[[ Source information, beginning ]]

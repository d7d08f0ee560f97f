use anyhow::{bail, Result};
use colored::Colorize;
use print_quote::config;
use print_quote::pricing::{
    self, round_currency, MaterialMatch, ModelAnalysis, OrderOptions, Quote, QuoteSummary,
};
use std::path::Path;

/// Inputs for an offline quote
#[derive(Debug, Clone)]
pub struct QuoteArgs {
    pub material: String,
    pub grams: f64,
    pub minutes: f64,
    pub complexity: f64,
    pub quantity: u32,
    pub rush: bool,
    pub json: bool,
}

/// Execute the quote command
///
/// Prices a job with the configured catalog and rates, without a server.
pub fn execute(path: &Path, args: QuoteArgs) -> Result<()> {
    let cfg = config::load_config(path)?;
    let engine = pricing::engine_from_config(&cfg)?;

    let analysis = ModelAnalysis::for_pricing(args.grams, args.minutes, args.complexity);
    let options = OrderOptions {
        quantity: args.quantity,
        rush: args.rush,
    };
    let result = engine.calculate(&analysis, &args.material, options);

    if args.json {
        println!("{}", serde_json::to_string_pretty(&QuoteSummary::from(&result))?);
        return Ok(());
    }

    match result.into_result() {
        Ok(quote) => {
            print_quote(&quote, &cfg.pricing.currency);
            Ok(())
        }
        Err(message) => bail!(message),
    }
}

fn print_quote(quote: &Quote, currency: &str) {
    let resolution = match quote.material_match {
        MaterialMatch::Exact => String::new(),
        MaterialMatch::Substring => " (matched by name)".to_string(),
        MaterialMatch::Default => " (fallback to default)".yellow().to_string(),
    };

    println!("{}", "Quote".green().bold());
    println!("  Material: {}{}", quote.material_key, resolution);
    println!("  Quantity: {}", quote.quantity);
    println!();
    println!("{}", "Breakdown:".bold());
    for line in &quote.breakdown {
        let line = line.rounded();
        println!(
            "  {:<12} {:<32} {:>4} x {:>9.2} = {:>9.2}",
            format!("{:?}", line.category),
            line.description,
            line.quantity,
            line.unit_price,
            line.total
        );
    }
    println!();
    println!("  Subtotal:        {:>9.2}", round_currency(quote.subtotal));
    println!("  Overhead:        {:>9.2}", round_currency(quote.overhead_cost));
    if quote.rush_surcharge > 0.0 {
        println!("  Rush surcharge:  {:>9.2}", round_currency(quote.rush_surcharge));
    }
    println!("  Profit margin:   {:>9.2}", round_currency(quote.profit_margin));
    println!(
        "  {} {:>9.2} {}",
        "Total:          ".bold(),
        round_currency(quote.total_cost),
        currency
    );
}
impl Config {
    /// Merge a partial config: only keys present in `partial` override.
    pub fn merge_partial(&mut self, partial: PartialConfig) {
        if let Some(base_url) = partial.base_url {
            self.base_url = base_url;
        }
        if let Some(post_id) = partial.post_id {
            self.post_id = post_id;
        }
        if let Some(webdriver_url) = partial.webdriver_url {
            self.webdriver_url = webdriver_url;
        }
        if let Some(driver) = partial.driver {
            self.driver = driver;
        }

        if let Some(browser) = partial.browser {
            if let Some(name) = browser.name {
                self.browser.name = name;
            }
            if let Some(headless) = browser.headless {
                self.browser.headless = headless;
            }
        }
        if let Some(timing) = partial.timing {
            self.timing.merge_partial(timing);
        }
        if let Some(limits) = partial.limits {
            if let Some(name) = limits.name {
                self.limits.name = name;
            }
            if let Some(email) = limits.email {
                self.limits.email = email;
            }
            if let Some(comment) = limits.comment {
                self.limits.comment = comment;
            }
        }
        if let Some(login) = partial.login {
            if let Some(username) = login.username {
                self.login.username = username;
            }
            if let Some(password) = login.password {
                self.login.password = password;
            }
        }
    }

    /// Apply environment variable overrides
    ///
    /// # Errors
    ///
    /// Returns error if environment variable values are invalid
    pub fn apply_env_vars(&mut self) -> Result<()> {
        if let Ok(value) = std::env::var("WPHARNESS_BASE_URL") {
            self.base_url = value;
        }

        if let Ok(value) = std::env::var("WPHARNESS_POST_ID") {
            self.post_id = parse_env("WPHARNESS_POST_ID", &value)?;
        }

        if let Ok(value) = std::env::var("WPHARNESS_WEBDRIVER_URL") {
            self.webdriver_url = value;
        }

        if let Ok(value) = std::env::var("WPHARNESS_DRIVER") {
            self.driver = parse_env("WPHARNESS_DRIVER", &value)?;
        }

        if let Ok(value) = std::env::var("WPHARNESS_BROWSER") {
            self.browser.name = parse_env("WPHARNESS_BROWSER", &value)?;
        }

        if let Ok(value) = std::env::var("WPHARNESS_HEADLESS") {
            self.browser.headless = parse_bool("WPHARNESS_HEADLESS", &value)?;
        }

        if let Ok(value) = std::env::var("WPHARNESS_QUIESCENCE_MS") {
            self.timing.quiescence_ms = parse_env("WPHARNESS_QUIESCENCE_MS", &value)?;
        }

        if let Ok(value) = std::env::var("WPHARNESS_SETTLE_MS") {
            self.timing.settle_ms = parse_env("WPHARNESS_SETTLE_MS", &value)?;
        }

        if let Ok(value) = std::env::var("WPHARNESS_SETTLE_TIMEOUT_MS") {
            self.timing.settle_timeout_ms = parse_env("WPHARNESS_SETTLE_TIMEOUT_MS", &value)?;
        }

        if let Ok(value) = std::env::var("WPHARNESS_LOGIN_USERNAME") {
            self.login.username = value;
        }

        if let Ok(value) = std::env::var("WPHARNESS_LOGIN_PASSWORD") {
            self.login.password = value;
        }

        Ok(())
    }

    /// Validate configuration values
    ///
    /// # Errors
    ///
    /// Returns error if any values are out of range or invalid
    pub fn validate(&self) -> Result<()> {
        for (key, url) in [
            ("base_url", &self.base_url),
            ("webdriver_url", &self.webdriver_url),
        ] {
            if !(url.starts_with("http://") || url.starts_with("https://")) {
                return Err(Error::validation(
                    format!("{key} must start with http:// or https://"),
                    key,
                    url.as_str(),
                ));
            }
        }

        if self.post_id == 0 {
            return Err(Error::validation("post_id must be positive", "post_id", "0"));
        }

        for field in LimitedField::iter() {
            let limit = self.limits.limit(field);
            let floor = max_nominal_length(field);
            if limit < floor {
                return Err(Error::validation(
                    format!("limits.{field} must be at least {floor} to hold a nominal value"),
                    format!("limits.{field}"),
                    limit.to_string(),
                ));
            }
        }

        if self.timing.settle_timeout_ms < 100 {
            return Err(Error::validation(
                "settle_timeout_ms must be at least 100",
                "timing.settle_timeout_ms",
                self.timing.settle_timeout_ms.to_string(),
            ));
        }

        Ok(())
    }
}
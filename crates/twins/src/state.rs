//! Shared twin state: one post, its comments and the login sessions.

use std::{sync::Arc, time::Duration};

use chrono::{DateTime, Utc};
use im::{HashSet, Vector};
use serde::Serialize;
use tokio::{sync::RwLock, time::Instant};

#[derive(Debug, Clone)]
pub struct TwinConfig {
    pub port: u16,
    pub post_id: u64,
    pub post_title: String,
    /// Minimum gap between two accepted comments; zero disables flood control.
    pub flood_window: Duration,
    pub username: String,
    pub password: String,
}

impl Default for TwinConfig {
    fn default() -> Self {
        Self {
            port: 8080,
            post_id: 1,
            post_title: "Hello world!".to_string(),
            flood_window: Duration::from_secs(15),
            username: "admin".to_string(),
            password: "password".to_string(),
        }
    }
}

#[derive(Debug, Clone, PartialEq, Eq, Serialize)]
pub struct Comment {
    pub id: u64,
    pub post_id: u64,
    pub author: String,
    pub email: String,
    pub url: String,
    pub content: String,
    pub approved: bool,
    pub date: DateTime<Utc>,
}

#[derive(Debug, Clone, Default)]
pub struct TwinData {
    pub comments: Vector<Comment>,
    pub sessions: HashSet<String>,
    pub last_comment_at: Option<Instant>,
    next_comment_id: u64,
}

impl TwinData {
    pub(crate) fn allocate_comment_id(&mut self) -> u64 {
        self.next_comment_id += 1;
        self.next_comment_id
    }
}

#[derive(Debug, Clone)]
pub struct TwinState {
    pub config: Arc<TwinConfig>,
    pub data: Arc<RwLock<TwinData>>,
}

impl TwinState {
    #[must_use]
    pub fn new(config: TwinConfig) -> Self {
        Self {
            config: Arc::new(config),
            data: Arc::new(RwLock::new(TwinData::default())),
        }
    }

    /// Snapshot of every stored comment.
    pub async fn comments(&self) -> Vector<Comment> {
        self.data.read().await.comments.clone()
    }

    pub async fn comment(&self, id: u64) -> Option<Comment> {
        self.data
            .read()
            .await
            .comments
            .iter()
            .find(|c| c.id == id)
            .cloned()
    }

    pub async fn has_session(&self, token: &str) -> bool {
        self.data.read().await.sessions.contains(token)
    }
}
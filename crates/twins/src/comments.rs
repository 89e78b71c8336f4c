//! `wp-comments-post.php`: validate, store, redirect.
//!
//! Checks run in the order WordPress runs them: column lengths, required
//! name and email, email format, empty text, duplicates, flood window.

use axum::{
    extract::State,
    http::{header::LOCATION, StatusCode},
    response::{IntoResponse, Response},
    Form,
};
use chrono::Utc;
use serde::Deserialize;
use tokio::time::Instant;
use tracing::{info, warn};

use crate::{
    error::CommentRejection,
    pages::{MAX_AUTHOR, MAX_COMMENT, MAX_EMAIL, MAX_URL},
    state::{Comment, TwinConfig, TwinData, TwinState},
};

#[derive(Debug, Clone, Default, Deserialize)]
#[serde(default)]
pub struct CommentForm {
    pub author: String,
    pub email: String,
    pub url: String,
    pub comment: String,
    #[serde(rename = "comment_post_ID")]
    pub comment_post_id: Option<u64>,
    pub comment_parent: Option<u64>,
}

/// A submission that passed every check, trimmed and ready to store.
#[derive(Debug, Clone, PartialEq, Eq)]
pub struct AcceptedComment {
    pub post_id: u64,
    pub author: String,
    pub email: String,
    pub url: String,
    pub content: String,
}

/// Run the WordPress checks against `form` without touching state.
///
/// # Errors
///
/// Returns the first [`CommentRejection`] that applies.
pub fn check_submission(
    form: &CommentForm,
    config: &TwinConfig,
    data: &TwinData,
    now: Instant,
) -> Result<AcceptedComment, CommentRejection> {
    if form.comment_post_id != Some(config.post_id) {
        return Err(CommentRejection::UnknownPost);
    }

    let author = form.author.trim();
    let email = form.email.trim();
    let url = form.url.trim();
    let content = form.comment.trim();

    // Column limits are byte lengths.
    if author.len() > MAX_AUTHOR {
        return Err(CommentRejection::NameTooLong);
    }
    if email.len() > MAX_EMAIL {
        return Err(CommentRejection::EmailTooLong);
    }
    if url.len() > MAX_URL {
        return Err(CommentRejection::UrlTooLong);
    }
    if content.len() > MAX_COMMENT {
        return Err(CommentRejection::CommentTooLong);
    }

    if author.is_empty() || email.is_empty() {
        return Err(CommentRejection::MissingRequired);
    }
    if !is_email(email) {
        return Err(CommentRejection::InvalidEmail);
    }
    if content.is_empty() {
        return Err(CommentRejection::EmptyComment);
    }

    let duplicate = data.comments.iter().any(|c| {
        c.post_id == config.post_id
            && c.content == content
            && (c.author == author || c.email == email)
    });
    if duplicate {
        return Err(CommentRejection::Duplicate);
    }

    if !config.flood_window.is_zero() {
        if let Some(last) = data.last_comment_at {
            if now.saturating_duration_since(last) < config.flood_window {
                return Err(CommentRejection::Flood);
            }
        }
    }

    Ok(AcceptedComment {
        post_id: config.post_id,
        author: author.to_string(),
        email: email.to_string(),
        url: url.to_string(),
        content: content.to_string(),
    })
}

/// Loose address check in the spirit of WordPress's `is_email`.
#[must_use]
pub fn is_email(candidate: &str) -> bool {
    if candidate.len() < 6 || candidate.chars().any(char::is_whitespace) {
        return false;
    }
    let Some((local, domain)) = candidate.split_once('@') else {
        return false;
    };
    if local.is_empty() || domain.contains('@') {
        return false;
    }
    let labels: Vec<&str> = domain.split('.').collect();
    labels.len() >= 2
        && labels.iter().all(|label| {
            !label.is_empty()
                && !label.starts_with('-')
                && !label.ends_with('-')
                && label.chars().all(|c| c.is_ascii_alphanumeric() || c == '-')
        })
}

pub async fn post_comment(
    State(state): State<TwinState>,
    Form(form): Form<CommentForm>,
) -> Response {
    let mut data = state.data.write().await;
    let now = Instant::now();

    let accepted = match check_submission(&form, &state.config, &data, now) {
        Ok(accepted) => accepted,
        Err(rejection) => {
            warn!(reason = %rejection, "Comment rejected");
            return rejection.into_response();
        }
    };

    let id = data.allocate_comment_id();
    data.comments.push_back(Comment {
        id,
        post_id: accepted.post_id,
        author: accepted.author,
        email: accepted.email,
        url: accepted.url,
        content: accepted.content,
        approved: false,
        date: Utc::now(),
    });
    data.last_comment_at = Some(now);
    info!(comment_id = id, post_id = accepted.post_id, "Comment held for moderation");

    let location = format!(
        "/?p={post}&unapproved={id}#comment-{id}",
        post = accepted.post_id
    );
    (StatusCode::FOUND, [(LOCATION, location)]).into_response()
}

#[cfg(test)]
mod tests {
    use std::time::Duration;

    use super::*;

    fn form(author: &str, email: &str, comment: &str) -> CommentForm {
        CommentForm {
            author: author.to_string(),
            email: email.to_string(),
            url: String::new(),
            comment: comment.to_string(),
            comment_post_id: Some(1),
            comment_parent: Some(0),
        }
    }

    fn config() -> TwinConfig {
        TwinConfig {
            flood_window: Duration::ZERO,
            ..TwinConfig::default()
        }
    }

    fn stored(author: &str, email: &str, content: &str) -> Comment {
        Comment {
            id: 1,
            post_id: 1,
            author: author.to_string(),
            email: email.to_string(),
            url: String::new(),
            content: content.to_string(),
            approved: false,
            date: Utc::now(),
        }
    }

    #[test]
    fn nominal_comment_is_accepted_trimmed() {
        let result = check_submission(
            &form(" Jo ", "jo@example.com", " hi "),
            &config(),
            &TwinData::default(),
            Instant::now(),
        );
        let accepted = result.unwrap_or_else(|e| panic!("rejected: {e}"));
        assert_eq!(accepted.author, "Jo");
        assert_eq!(accepted.content, "hi");
    }

    #[test]
    fn limits_are_inclusive() {
        let data = TwinData::default();
        let at_limit = form(&"a".repeat(MAX_AUTHOR), "jo@example.com", "hi");
        assert!(check_submission(&at_limit, &config(), &data, Instant::now()).is_ok());

        let over = form(&"a".repeat(MAX_AUTHOR + 1), "jo@example.com", "hi");
        assert_eq!(
            check_submission(&over, &config(), &data, Instant::now()),
            Err(CommentRejection::NameTooLong)
        );
    }

    #[test]
    fn length_beats_required_fields() {
        let over = form("", &format!("{}@domain.com", "a".repeat(MAX_EMAIL)), "hi");
        assert_eq!(
            check_submission(&over, &config(), &TwinData::default(), Instant::now()),
            Err(CommentRejection::EmailTooLong)
        );
    }

    #[test]
    fn missing_fields_and_bad_email() {
        let data = TwinData::default();
        let now = Instant::now();
        assert_eq!(
            check_submission(&form("", "jo@example.com", "hi"), &config(), &data, now),
            Err(CommentRejection::MissingRequired)
        );
        assert_eq!(
            check_submission(&form("Jo", "invalidemail", "hi"), &config(), &data, now),
            Err(CommentRejection::InvalidEmail)
        );
        assert_eq!(
            check_submission(&form("Jo", "jo@example.com", "  "), &config(), &data, now),
            Err(CommentRejection::EmptyComment)
        );
    }

    #[test]
    fn duplicate_then_flood() {
        let mut data = TwinData::default();
        data.comments.push_back(stored("Jo", "jo@example.com", "hi"));
        let now = Instant::now();
        data.last_comment_at = Some(now);

        assert_eq!(
            check_submission(&form("Jo", "jo@example.com", "hi"), &config(), &data, now),
            Err(CommentRejection::Duplicate)
        );

        let flooding = TwinConfig {
            flood_window: Duration::from_secs(15),
            ..TwinConfig::default()
        };
        assert_eq!(
            check_submission(&form("Jo", "jo@example.com", "new"), &flooding, &data, now),
            Err(CommentRejection::Flood)
        );
        assert!(check_submission(
            &form("Jo", "jo@example.com", "new"),
            &flooding,
            &data,
            now + Duration::from_secs(16)
        )
        .is_ok());
    }

    #[test]
    fn email_shapes() {
        assert!(is_email("john1@example.com"));
        assert!(is_email("aaaa@domain.com"));
        assert!(!is_email("invalidemail"));
        assert!(!is_email("a@b"));
        assert!(!is_email("a b@example.com"));
        assert!(!is_email("a@exa_mple.com"));
    }

    #[test]
    fn wrong_post_is_refused() {
        let mut submission = form("Jo", "jo@example.com", "hi");
        submission.comment_post_id = Some(99);
        assert_eq!(
            check_submission(&submission, &config(), &TwinData::default(), Instant::now()),
            Err(CommentRejection::UnknownPost)
        );
    }
}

[[ Source information, end ]]

== What you need to do ==
Note which lines carry the word "token" in the material, then copy each of them.

== Your solution ==
    pub async fn has_session(&self, token: &str) -> bool {
        self.data.read().await.sessions.contains(token)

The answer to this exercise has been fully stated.